Selama negeri kita masih menerapkan demokrasi-sekuler, selama itu pulalah Islam hanya diadopsi sebagai nilai-nilai saja. Syariah dicampakkan, halal-haram dikembalikan pada hasil kesepakatan. Maka meski jelas haram, miras tidak bisa dilarang secara mutlak dinegara kita.  Miris bukan?

Parahnya lagi, hal ini bertentangan dengan yang dicontohkan oleh Rasulullaah saw. dahulu. Dimana seluruh nash-nash syar’i diterapkan menjadi aturan yang mengatur kehidupan manusia tanpa terkecuali.

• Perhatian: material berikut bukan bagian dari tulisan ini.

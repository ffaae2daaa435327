use crate::*;
use oysterpack_smart_boardroom::{
    components::{boardroom::BoardroomComponent, vault::VaultComponent},
    ERR_BOARDROOM_NOT_DEPLOYED,
};
use oysterpack_smart_fungible_token::ERR_TOKEN_NOT_DEPLOYED;
use oysterpack_smart_near::component::Component;

impl Contract {
    pub fn vault() -> VaultComponent {
        VaultComponent
    }

    /// ## Panics
    /// if the boardroom is not hosted by this contract
    pub fn boardroom(id: BoardroomId) -> BoardroomComponent {
        let boardroom = Self::boardroom_unchecked(id);
        ERR_BOARDROOM_NOT_DEPLOYED.assert(|| boardroom.is_deployed());
        boardroom
    }

    pub(crate) fn boardroom_unchecked(id: BoardroomId) -> BoardroomComponent {
        BoardroomComponent::new(id, Self::vault())
    }

    /// ## Panics
    /// if the token is not hosted by this contract
    pub fn token(token: TokenId) -> FungibleTokenComponent {
        let token = FungibleTokenComponent::new(token);
        ERR_TOKEN_NOT_DEPLOYED.assert(|| token.is_deployed());
        token
    }
}
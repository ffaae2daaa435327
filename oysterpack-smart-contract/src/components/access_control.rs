use crate::{AccessControl, ContractOperatorObject, ContractOwnerObject};
use oysterpack_smart_near::near_sdk::json_types::ValidAccountId;

#[derive(Debug, Clone, Copy, Default)]
pub struct AccessControlComponent;

impl AccessControl for AccessControlComponent {
    fn ops_is_owner(&self, account_id: ValidAccountId) -> bool {
        ContractOwnerObject::load().is_owner(account_id.as_ref())
    }

    fn ops_is_operator(&self, account_id: ValidAccountId) -> bool {
        ContractOperatorObject::load().is_operator(account_id.as_ref())
    }
}
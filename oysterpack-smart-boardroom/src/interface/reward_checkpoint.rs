use crate::Epoch;
use oysterpack_smart_fungible_token::TokenAmount;

/// Reward ledger notifications sent by the vault.
pub trait RewardCheckpoint {
    /// epochs start at 1 and each reward allocation advances the epoch
    fn current_epoch(&self) -> Epoch;

    /// Invoked when the vault binds the boardroom.
    ///
    /// Accounts without a reward record only earn from snapshots taken after the boardroom was
    /// last connected.
    fn connect(&mut self);

    /// Invoked before the account's stake changes.
    ///
    /// Settles the account's pending rewards at `eligible_balance`, which is the balance that was
    /// in effect for every snapshot that has not yet been settled for the account. Snapshots
    /// taken before the boardroom was last connected are settled at no more than
    /// `connected_balance`.
    fn checkpoint(
        &mut self,
        account_id: &str,
        eligible_balance: TokenAmount,
        connected_balance: TokenAmount,
    );
}
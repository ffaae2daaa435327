use near_sdk::env;
use std::fmt::{self, Display, Formatter};

/// Error codes are rendered as `[ERR] [CODE]` and prefix every contract panic message.
/// - callers and tests match on the code, the message is for humans
#[derive(Debug, Clone, Copy, PartialEq, Eq)]
pub struct ErrCode(pub &'static str);

impl Display for ErrCode {
    fn fmt(&self, f: &mut Formatter<'_>) -> fmt::Result {
        write!(f, "[ERR] [{}]", self.0)
    }
}

impl ErrCode {
    /// constructs an [`Error`] using this [`ErrCode`] and the specified message
    pub fn error<Msg: Display>(&self, msg: Msg) -> Error<Msg> {
        Error(*self, msg)
    }

    /// panics with the message produced by `msg` if `check` fails
    /// - the message is only built when the check fails
    pub fn assert<F, Msg, MsgF>(&self, check: F, msg: MsgF)
    where
        F: FnOnce() -> bool,
        Msg: Display,
        MsgF: FnOnce() -> Msg,
    {
        if !check() {
            self.error(msg()).panic();
        }
    }
}

#[derive(Debug, Clone, PartialEq)]
pub struct Error<Msg>(pub ErrCode, pub Msg)
where
    Msg: Display;

impl<Msg> Display for Error<Msg>
where
    Msg: Display,
{
    fn fmt(&self, f: &mut Formatter<'_>) -> fmt::Result {
        write!(f, "{} {}", self.0, self.1)
    }
}

impl<Msg> Error<Msg>
where
    Msg: Display,
{
    /// aborts the current transaction - all state changes made by the call are rolled back
    pub fn panic(&self) -> ! {
        env::panic(self.to_string().as_bytes())
    }

    pub fn log(&self) {
        env::log(self.to_string().as_bytes())
    }
}

/// Error that can be defined as a constant, i.e., the error message is constant
#[derive(Debug, Clone, Copy, PartialEq, Eq)]
pub struct ErrorConst(pub ErrCode, pub &'static str);

impl Display for ErrorConst {
    fn fmt(&self, f: &mut Formatter<'_>) -> fmt::Result {
        write!(f, "{} {}", self.0, self.1)
    }
}

impl ErrorConst {
    pub fn code(&self) -> ErrCode {
        self.0
    }

    pub fn panic(&self) -> ! {
        env::panic(self.to_string().as_bytes())
    }

    pub fn assert<F>(&self, check: F)
    where
        F: FnOnce() -> bool,
    {
        if !check() {
            self.panic();
        }
    }

    /// uses the supplied message instead of the preset message
    pub fn assert_with_message<F, MsgF, Msg>(&self, check: F, msg: MsgF)
    where
        F: FnOnce() -> bool,
        MsgF: FnOnce() -> Msg,
        Msg: Display,
    {
        self.0.assert(check, msg)
    }
}

#[cfg(test)]
mod tests {
    use super::*;
    use oysterpack_smart_near_test::*;
    use regex::Regex;

    const ERR_CODE: ErrCode = ErrCode("INVALID_AMOUNT");

    #[test]
    fn err_display_format() {
        let err_fmt_regex = Regex::new(r"^\[ERR] \[\w+] .+$").unwrap();

        assert!(err_fmt_regex.is_match(&ERR_CODE.error("amount must not be zero").to_string()));
        assert!(err_fmt_regex.is_match(&ErrorConst(ERR_CODE, "BOOM").to_string()));
        assert_eq!(
            ErrorConst(ERR_CODE, "BOOM").to_string(),
            "[ERR] [INVALID_AMOUNT] BOOM"
        );
    }

    #[test]
    #[should_panic(expected = "[ERR] [INVALID_AMOUNT] BOOM")]
    fn error_panic() {
        testing_env!(new_context("bob"));

        ERR_CODE.error("BOOM".to_string()).panic();
    }

    #[test]
    #[should_panic(expected = "[ERR] [INVALID_AMOUNT] BOOM")]
    fn error_const_assert() {
        testing_env!(new_context("bob"));

        const ERR: ErrorConst = ErrorConst(ERR_CODE, "BOOM");
        ERR.assert(|| true);
        ERR.assert(|| false);
    }

    #[test]
    #[should_panic(expected = "[ERR] [INVALID_AMOUNT] custom message 10")]
    fn error_const_assert_with_message() {
        testing_env!(new_context("bob"));

        const ERR: ErrorConst = ErrorConst(ERR_CODE, "BOOM");
        ERR.assert_with_message(|| false, || format!("custom message {}", 10));
    }

    #[test]
    fn error_code_assert_builds_message_lazily() {
        testing_env!(new_context("bob"));

        ERR_CODE.assert(|| true, || -> String { panic!("message should not be built") });
    }
}
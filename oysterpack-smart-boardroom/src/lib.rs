//! Epoch-gated stake custody and snapshot-based reward accrual
//!
//! - [`components::vault::VaultComponent`] holds staked tokens in custody and is the single source
//!   of truth for stake balances
//! - [`components::boardroom::BoardroomComponent`] distributes reward tokens to stakers
//!   proportionally to stake, through an append-only log of reward per share snapshots
//!
//! A deposit only starts to earn once the epoch in which it was made is closed by a reward
//! allocation. Before the vault changes an account's stake it notifies every bound boardroom,
//! which settles the account's pending rewards at the balance that was in effect.

pub mod components;
mod domain;
mod interface;

pub use domain::*;
pub use interface::*;
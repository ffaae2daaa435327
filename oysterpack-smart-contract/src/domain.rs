mod contract_operator;
mod contract_owner;

pub use contract_operator::*;
pub use contract_owner::*;
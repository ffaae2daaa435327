use near_sdk::{json_types::ValidAccountId, AccountId};
use oysterpack_smart_near::{ErrCode, ErrorConst, Level, LogEvent, ERR_CODE_PERMISSION_DENIED};

/// Every contract has an owner
pub trait ContractOwnership {
    fn ops_owner(&self) -> AccountId;

    /// Transfers contract ownership immediately to the new owner.
    ///
    /// ## Panics
    /// - if the predecessor account is not the owner account
    /// - if 1 yoctoNEAR is not attached
    ///
    /// `#[payable]` - requires exactly 1 yoctoNEAR to be attached
    fn ops_owner_transfer(&mut self, new_owner: ValidAccountId);
}

pub const ERR_OWNER_ACCESS_REQUIRED: ErrorConst =
    ErrorConst(ERR_CODE_PERMISSION_DENIED, "caller is not the owner");

/// Indicates that an attempt was made to initialize the contract with a different owner.
///
/// A contract can only be seeded with the contract owner once after the contract is deployed.
pub const ERR_CONTRACT_OWNER_ALREADY_INITIALIZED: ErrorConst = ErrorConst(
    ErrCode("CONTRACT_OWNER_ALREADY_INITIALIZED"),
    "contract owner is already initialized with a different owner",
);

pub const ERR_CONTRACT_OWNER_NOT_INITIALIZED: ErrorConst = ErrorConst(
    ErrCode("CONTRACT_OWNER_NOT_INITIALIZED"),
    "contract owner has not been initialized",
);

pub const LOG_EVENT_OWNER_TRANSFERRED: LogEvent = LogEvent(Level::INFO, "OWNER_TRANSFERRED");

Meski bagi non muslim sendiri, konsumsi khamr masih diperbolehkan di ranah privat mereka. Menyelesaikan polemik tentang miras ini hanya bisa dengan ada perubahan mendasar sistemik ke arah Islam kaaffah sehingga umat manusia bisa meraih rahmat dari langit dan bumi sebagaimana dijanjikan Allaah. Tak lain dan tak bukan adalah dengan tegaknya institusi Khilafah Islamiyah ‘ala minhaj an Nubuwah. Wallaahu’alam bishawab.